5 comments on "Favorite Books I Read in 2017"
  1. These are the books I read this year and podcasts listened to (Books/Podcasts with a * are highly recommended):
    1) Barbarians at the Gate: The Fall of RJR Nabisco by John Helyar
    2) * The Anatomy of Peace: Resolving the Heart of Conflict by the Arbinger Institute and Oliver Wyman
    3) * The Five Dysfunctions of a Team - A Leadership Fable by Patrick Lencioni
    4) * Serial Season 1 by Sarah Koenig
    5) Serial Season 2 by Sarah Koenig
    6) * Dirty John by Christopher Goffard
    7) Competing Against Luck: The Story of Innovation and Customer Choice by Clayton M. Christensen
    8) * The Boys in the Boat: Nine Americans and Their Epic Quest for Gold at the 1936 Berlin Olympics by Daniel James Brown
    9) * Grit: The Power of Passion and Perseverance by Angela Duckworth
    10) * How Will You Measure Your Life? By Clayton M. Christensen (Repeat Read)
    11) * A Man Called Ove: A Novel by Fredrick Backman
    12) Essentialism: The Disciplined Pursuit of Less by Greg Mckeown
    13) * The Smartest Guys in the Room: The Amazing Rise and Scandalous Fall of Enron by Bethany McLean and Peter Elkind

    1. I have Barbarians at the Gate on kindle. No * - would you recommend prioritizing it?

      I loved both seasons of serial. I also really enjoyed Dirty John.

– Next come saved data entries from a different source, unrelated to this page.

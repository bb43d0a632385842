//! Reading the compiler-written outline.
//!
//! hyperref records one top-level bookmark per `\section`, in document order.
//! Those entries are the parents of the routine hierarchy; here we walk the
//! `/First`/`/Next` chain and resolve each entry's destination, direct
//! or named, down to a page number.

use super::page_tree::PageMap;
use anyhow::{anyhow, bail, Context, Result};
use lopdf::{Dictionary, Document, Object, ObjectId};

/// One file-section bookmark with its resolved page number.
#[derive(Debug, Clone, PartialEq, Eq)]
pub struct ParentBookmark {
    pub title: String,
    pub page: u32,
}

/// The document's top-level outline entries, in outline order.
///
/// A document without an outline (e.g. one with zero sections) yields an
/// empty list, not an error.
pub fn read_parent_bookmarks(doc: &Document, pages: &PageMap) -> Result<Vec<ParentBookmark>> {
    let catalog = doc.catalog().with_context(|| "Document has no catalog")?;
    let outlines = match catalog.get(b"Outlines") {
        Ok(outlines) => match deref(doc, outlines) {
            Object::Dictionary(outlines) => outlines,
            _ => bail!("Document outline is not a dictionary"),
        },
        Err(_) => return Ok(Vec::new()),
    };

    let mut parents = Vec::new();
    let mut next = outlines.get(b"First").and_then(Object::as_reference).ok();
    while let Some(id) = next {
        let item = doc
            .get_dictionary(id)
            .with_context(|| format!("Failed to resolve outline item {} {}", id.0, id.1))?;

        let title = item
            .get(b"Title")
            .map(|title| decode_text(doc, title))
            .unwrap_or_default();
        let page_id = destination_page(doc, item)
            .with_context(|| format!("Failed to resolve destination of outline entry `{title}`"))?;
        let page = pages.number_of(page_id).ok_or_else(|| {
            anyhow!(
                "Outline entry `{title}` points at object {} {} which is not in the page tree",
                page_id.0,
                page_id.1
            )
        })?;

        parents.push(ParentBookmark { title, page });
        next = item.get(b"Next").and_then(Object::as_reference).ok();
    }

    Ok(parents)
}

/// Follow a reference one level down; other objects pass through unchanged.
fn deref<'a>(doc: &'a Document, object: &'a Object) -> &'a Object {
    match object {
        Object::Reference(id) => doc.get_object(*id).unwrap_or(object),
        _ => object,
    }
}

/// The page object an outline item's destination points at.
fn destination_page(doc: &Document, item: &Dictionary) -> Result<ObjectId> {
    // either a /Dest directly on the item, or a /GoTo action under /A
    let target = item
        .get(b"Dest")
        .or_else(|_| item.get(b"A"))
        .map_err(|_| anyhow!("Outline entry has neither /Dest nor /A"))?;
    resolve_destination(doc, target)
}

fn resolve_destination(doc: &Document, destination: &Object) -> Result<ObjectId> {
    match deref(doc, destination) {
        // explicit destination: [page /XYZ x y z]
        Object::Array(parts) => parts
            .first()
            .ok_or_else(|| anyhow!("Empty destination array"))?
            .as_reference()
            .with_context(|| "Destination does not reference a page object"),
        // named destination, resolved through the catalog
        Object::Name(name) => lookup_named_destination(doc, name),
        Object::String(name, _) => lookup_named_destination(doc, name),
        // a /GoTo action or a destination dictionary, both carry /D
        Object::Dictionary(dict) => {
            let inner = dict
                .get(b"D")
                .map_err(|_| anyhow!("Destination dictionary has no /D"))?;
            resolve_destination(doc, inner)
        }
        _ => bail!("Unsupported destination object"),
    }
}

/// Resolve a named destination through the catalog's `/Names` name tree
/// (PDF 1.2+) or the legacy flat `/Dests` dictionary (PDF 1.1).
fn lookup_named_destination(doc: &Document, name: &[u8]) -> Result<ObjectId> {
    let catalog = doc.catalog().with_context(|| "Document has no catalog")?;

    if let Ok(Object::Dictionary(names)) = catalog.get(b"Names").map(|o| deref(doc, o)) {
        if let Ok(Object::Dictionary(dests)) = names.get(b"Dests").map(|o| deref(doc, o)) {
            if let Some(found) = search_name_tree(doc, dests, name)? {
                return resolve_destination(doc, &found);
            }
        }
    }

    if let Ok(Object::Dictionary(dests)) = catalog.get(b"Dests").map(|o| deref(doc, o)) {
        if let Ok(found) = dests.get(name) {
            return resolve_destination(doc, found);
        }
    }

    bail!(
        "Named destination `{}` not found",
        String::from_utf8_lossy(name)
    )
}

fn search_name_tree(doc: &Document, node: &Dictionary, name: &[u8]) -> Result<Option<Object>> {
    if let Ok(pairs) = node.get(b"Names").and_then(Object::as_array) {
        for pair in pairs.chunks_exact(2) {
            if let Object::String(key, _) = deref(doc, &pair[0]) {
                if key.as_slice() == name {
                    return Ok(Some(pair[1].clone()));
                }
            }
        }
    }

    if let Ok(kids) = node.get(b"Kids").and_then(Object::as_array) {
        for kid in kids {
            let kid_id = kid
                .as_reference()
                .with_context(|| "Name tree kid is not a reference")?;
            let kid = doc
                .get_dictionary(kid_id)
                .with_context(|| "Failed to resolve name tree node")?;
            if let Some(found) = search_name_tree(doc, kid, name)? {
                return Ok(Some(found));
            }
        }
    }

    Ok(None)
}

/// Decode a PDF text string: UTF-16BE when it carries the byte-order mark,
/// otherwise treated as a byte string.
fn decode_text(doc: &Document, object: &Object) -> String {
    match deref(doc, object) {
        Object::String(bytes, _) => {
            if let Some(utf16) = bytes.strip_prefix(&[0xFE, 0xFF][..]) {
                let units: Vec<u16> = utf16
                    .chunks_exact(2)
                    .map(|pair| u16::from_be_bytes([pair[0], pair[1]]))
                    .collect();
                String::from_utf16_lossy(&units)
            } else {
                String::from_utf8_lossy(bytes).into_owned()
            }
        }
        _ => String::new(),
    }
}

#[cfg(test)]
mod tests {
    use super::*;
    use crate::outline::page_tree::{collect_page_tree, number_pages};
    use lopdf::dictionary;

    /// A two-page document with two top-level outline entries: the first with
    /// a direct destination array, the second with a /GoTo action into the
    /// /Names destination tree; the two forms hyperref-compiled documents
    /// actually use.
    fn fixture() -> Document {
        let mut doc = Document::with_version("1.5");
        let page1 = doc.add_object(dictionary! { "Type" => "Page" });
        let page2 = doc.add_object(dictionary! { "Type" => "Page" });
        let pages = doc.add_object(dictionary! {
            "Type" => "Pages",
            "Kids" => vec![page1.into(), page2.into()],
            "Count" => 2,
        });

        let item2 = doc.add_object(dictionary! {
            "Title" => Object::string_literal("beta.f90"),
            "A" => dictionary! {
                "S" => "GoTo",
                "D" => Object::string_literal("section.2"),
            },
        });
        let item1 = doc.add_object(dictionary! {
            "Title" => Object::string_literal("alpha.f90"),
            "Dest" => vec![page1.into(), "XYZ".into(), Object::Null, Object::Null, Object::Null],
            "Next" => item2,
        });
        let outlines = doc.add_object(dictionary! {
            "Type" => "Outlines",
            "First" => item1,
            "Last" => item2,
        });

        let dests = doc.add_object(dictionary! {
            "Names" => vec![
                Object::string_literal("section.2"),
                vec![page2.into(), "XYZ".into(), Object::Null, Object::Null, Object::Null].into(),
            ],
        });
        let names = doc.add_object(dictionary! { "Dests" => dests });

        let catalog = doc.add_object(dictionary! {
            "Type" => "Catalog",
            "Pages" => pages,
            "Outlines" => outlines,
            "Names" => names,
        });
        doc.trailer.set("Root", catalog);
        doc
    }

    #[test]
    fn reads_parents_in_outline_order_with_resolved_pages() {
        let doc = fixture();
        let pages = number_pages(&collect_page_tree(&doc).expect("tree collects"));

        let parents = read_parent_bookmarks(&doc, &pages).expect("outline reads");

        assert_eq!(
            parents,
            vec![
                ParentBookmark {
                    title: "alpha.f90".to_string(),
                    page: 0
                },
                ParentBookmark {
                    title: "beta.f90".to_string(),
                    page: 1
                },
            ]
        );
    }

    #[test]
    fn a_document_without_an_outline_yields_no_parents() {
        let mut doc = Document::with_version("1.5");
        let page = doc.add_object(dictionary! { "Type" => "Page" });
        let pages_id = doc.add_object(dictionary! {
            "Type" => "Pages",
            "Kids" => vec![page.into()],
            "Count" => 1,
        });
        let catalog = doc.add_object(dictionary! { "Type" => "Catalog", "Pages" => pages_id });
        doc.trailer.set("Root", catalog);

        let pages = number_pages(&collect_page_tree(&doc).expect("tree collects"));
        let parents = read_parent_bookmarks(&doc, &pages).expect("outline reads");
        assert!(parents.is_empty());
    }

    #[test]
    fn utf16_titles_are_decoded() {
        // "Hi" as UTF-16BE with a byte-order mark
        let title = Object::String(
            vec![0xFE, 0xFF, 0x00, b'H', 0x00, b'i'],
            lopdf::StringFormat::Literal,
        );
        let doc = Document::with_version("1.5");
        assert_eq!(decode_text(&doc, &title), "Hi");
    }

    #[test]
    fn an_unknown_named_destination_is_an_error() {
        let mut doc = fixture();
        // point the second entry at a name that isn't registered
        let item2_id = {
            let catalog = doc.catalog().unwrap();
            let outlines_id = catalog.get(b"Outlines").unwrap().as_reference().unwrap();
            let outlines = doc.get_dictionary(outlines_id).unwrap();
            outlines.get(b"Last").unwrap().as_reference().unwrap()
        };
        if let Ok(Object::Dictionary(item)) = doc.get_object_mut(item2_id) {
            item.set(
                "A",
                dictionary! { "S" => "GoTo", "D" => Object::string_literal("nowhere") },
            );
        }

        let pages = number_pages(&collect_page_tree(&doc).expect("tree collects"));
        let err = read_parent_bookmarks(&doc, &pages).unwrap_err();
        assert!(format!("{err:#}").contains("nowhere"));
    }
}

      Grit, Essentialism, and A Man Called Ove are all on my shelf right now. I'll read at least two of those this year, I think.

      Out of those three, which was your favorite?

    2. All of the books I read on my list were good and I would recommend, but some I liked better than others. Out of the three you mentioned from my list, I liked "A Man Called Ove" because I prefer to Novels. It is hard though because I feel like "Grit" is also a must read as well. "Essentialism" is good but I didn't feel like it was anything that changed my life.

  2. Marisha Pessl is the bomb. Read Night Film next. Great books! I ended up only reading 96, down from my all-time high of 130 in 2016.

    1. That is so impressive. Even 96 feels like a LOT.

      And I actually read Night Film first (Christian recommended it to me originally), and I liked it a lot. Maybe it's recency bias but I think I like Special Topics more.